A new study led by the University of California, Riverside, reveals the incredible journey of this elemental resource and its transformation that benefits life far from its origin.
According to biogeochemist Timothy Lyons, the longer the dust stays aloft and travels, the more its iron is converted into a form easily utilized by the biosphere below.
This dust serves as “proof of concept” that iron-laden particles can have extensive impacts on distant ecosystems.
North Africa’s barren landscape is Earth’s primary source of airborne particles.
Annually, winds transport approximately 800 million metric tons of Saharan dust westward toward the Americas.
This dust carries isotopes of iron essential for biochemical processes that convert atmospheric carbon into organic molecules.
The availability of iron, however, is limited, making its distribution critical for life on Earth.
Not all iron is easily accessible to organisms. Atmospheric conditions significantly influence the form of iron that finally settles on the ocean surface.
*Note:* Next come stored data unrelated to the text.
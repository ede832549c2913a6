//! Pagination controls
//!
//! Previous/next navigation, a "from-to of total" readout, and the page
//! size choices. All math lives in [`PageView`]; this component only
//! renders it.

use aivision_core::{PAGE_SIZE_OPTIONS, PageView};
use leptos::prelude::*;

/// Pagination footer for a record table
#[component]
pub fn Pagination(
    /// Current pagination state
    #[prop(into)]
    page: Signal<PageView>,
    /// Called with the new page number (1-based)
    on_page_change: Callback<u32>,
    /// Called with the new page size (one of the UI choices)
    on_page_size_change: Callback<u32>,
) -> impl IntoView {
    let readout = move || {
        let view = page.get();
        view.range().map_or_else(
            || "0 of 0".to_string(),
            |(from, to)| format!("{from}-{to} of {}", view.total),
        )
    };

    view! {
        <div class="pagination">
            <button
                class="pagination-btn"
                disabled=move || !page.get().has_prev()
                on:click=move |_| {
                    let view = page.get();
                    if view.has_prev() {
                        on_page_change.run(view.page - 1);
                    }
                }
            >
                "Previous"
            </button>

            <span class="pagination-info">
                {readout} " (page " {move || page.get().page} " of "
                {move || page.get().total_pages()} ")"
            </span>

            <button
                class="pagination-btn"
                disabled=move || !page.get().has_next()
                on:click=move |_| {
                    let view = page.get();
                    if view.has_next() {
                        on_page_change.run(view.page + 1);
                    }
                }
            >
                "Next"
            </button>

            <select
                class="pagination-size"
                prop:value=move || page.get().page_size.to_string()
                on:change=move |ev| {
                    if let Ok(size) = event_target_value(&ev).parse::<u32>() {
                        on_page_size_change.run(size);
                    }
                }
            >
                {PAGE_SIZE_OPTIONS
                    .iter()
                    .map(|size| {
                        let size = *size;
                        view! { <option value=size.to_string()>{size} " / page"</option> }
                    })
                    .collect_view()}
            </select>
        </div>
    }
}
//! Active-record lookups for association pickers
//!
//! Association screens render foreign keys by resolving them against
//! active-only reference lists (`VIEWACTIVE`), fetched when the page or
//! dialog opens and cached only for its lifetime. There is no cross-page
//! cache and no invalidation beyond refetching on open.

use aivision_client::ManageApi;
use aivision_core::{ManagedResource, Result};
use futures::future::try_join;

/// One pickable reference record
#[derive(Debug, Clone, PartialEq, Eq)]
pub struct LookupEntry {
    /// Referenced record id
    pub id: i64,
    /// Display label
    pub label: String,
}

/// A resolved reference list
#[derive(Debug, Clone, Default, PartialEq, Eq)]
pub struct LookupCache {
    entries: Vec<LookupEntry>,
}

impl LookupCache {
    /// Fetch the active records of one resource into a cache
    ///
    /// # Errors
    ///
    /// Propagates any failure of the underlying `VIEWACTIVE` request.
    pub async fn load<T: ManagedResource>(api: &dyn ManageApi<T>) -> Result<Self> {
        let entries = api
            .list_active()
            .await?
            .into_iter()
            .filter_map(|record| {
                record.id().map(|id| LookupEntry {
                    id,
                    label: record.label(),
                })
            })
            .collect();
        Ok(Self { entries })
    }

    /// Fetch two reference lists concurrently (both sides of an
    /// association form)
    ///
    /// # Errors
    ///
    /// Fails if either `VIEWACTIVE` request fails.
    pub async fn load_pair<A: ManagedResource, B: ManagedResource>(
        left: &dyn ManageApi<A>,
        right: &dyn ManageApi<B>,
    ) -> Result<(Self, Self)> {
        try_join(Self::load(left), Self::load(right)).await
    }

    /// All entries, in server order
    #[must_use]
    pub fn entries(&self) -> &[LookupEntry] {
        &self.entries
    }

    /// Label of the referenced record, if it is in the active list
    #[must_use]
    pub fn label_for(&self, id: i64) -> Option<&str> {
        self.entries
            .iter()
            .find(|entry| entry.id == id)
            .map(|entry| entry.label.as_str())
    }

    /// Label to render for an optional foreign key; falls back to the raw
    /// id (the record may reference something no longer active)
    #[must_use]
    pub fn display(&self, id: Option<i64>) -> String {
        match id {
            Some(id) => self
                .label_for(id)
                .map_or_else(|| format!("#{id}"), String::from),
            None => "-".to_string(),
        }
    }

    /// Number of active entries
    #[must_use]
    pub fn len(&self) -> usize {
        self.entries.len()
    }

    /// Whether the reference list is empty
    #[must_use]
    pub fn is_empty(&self) -> bool {
        self.entries.is_empty()
    }
}

#[cfg(test)]
#[allow(clippy::missing_panics_doc)]
mod tests {
    use super::*;
    use pretty_assertions::assert_eq;

    fn cache() -> LookupCache {
        LookupCache {
            entries: vec![
                LookupEntry {
                    id: 1,
                    label: "Front Gate".to_string(),
                },
                LookupEntry {
                    id: 3,
                    label: "Loading Dock".to_string(),
                },
            ],
        }
    }

    #[test]
    fn test_label_resolution() {
        let cache = cache();

        assert_eq!(cache.label_for(1), Some("Front Gate"));
        assert_eq!(cache.label_for(2), None);
    }

    #[test]
    fn test_display_falls_back_to_raw_id() {
        let cache = cache();

        assert_eq!(cache.display(Some(3)), "Loading Dock");
        assert_eq!(cache.display(Some(99)), "#99");
        assert_eq!(cache.display(None), "-");
    }

    #[test]
    fn test_len_and_empty() {
        assert_eq!(cache().len(), 2);
        assert!(!cache().is_empty());
        assert!(LookupCache::default().is_empty());
    }
}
Lyons explains that the dust reaching the Amazon Basin and the Bahamas contains particularly soluble iron due to the longer exposure to atmospheric chemical processes during its extensive journey.
By analyzing oceanic drill cores, researchers like biogeochemist Bridget Kenlee have found that while the total dust volume decreases with distance, the amount of biologically accessible iron actually increases.
This means atmospheric chemical processes are progressively converting less bioavailable iron into forms more easily used by life.
This bioactive iron from Saharan dust fuels an extensive food chain thousands of miles from its origin.
It fertilizes phytoplankton in the ocean, which forms the foundational layer of marine food webs and supports plant life all the way to the Amazon Basin.
These systems, in turn, produce a significant portion of the oxygen we breathe.
Previous studies have linked these areas of bioactive iron with heightened biological activity, from increased surface microbe activity and Caribbean coral growth to the Amazon’s verdant flora.
One seven-year study found that an average of 28 million metric tons of North African dust provides the Amazon River basin with about 22,000 tons of essential fertilizing phosphorus each year.
Similar research indicates that dust from Asia has played a role in fertilizing Hawaii’s rainforests for millennia.
However, these dust plumes aren’t always beneficial.
They can cause allergies in humans and even smother hurricanes, highlighting the dual nature of these natural phenomena.
Despite these challenges, the lofted soil of the Sahara plays a vital role in sustaining life across our planet.
This ongoing research underscores the intricate interconnectedness of Earth’s physical processes and the life they support.
The full findings were published in Frontiers in Marine Science.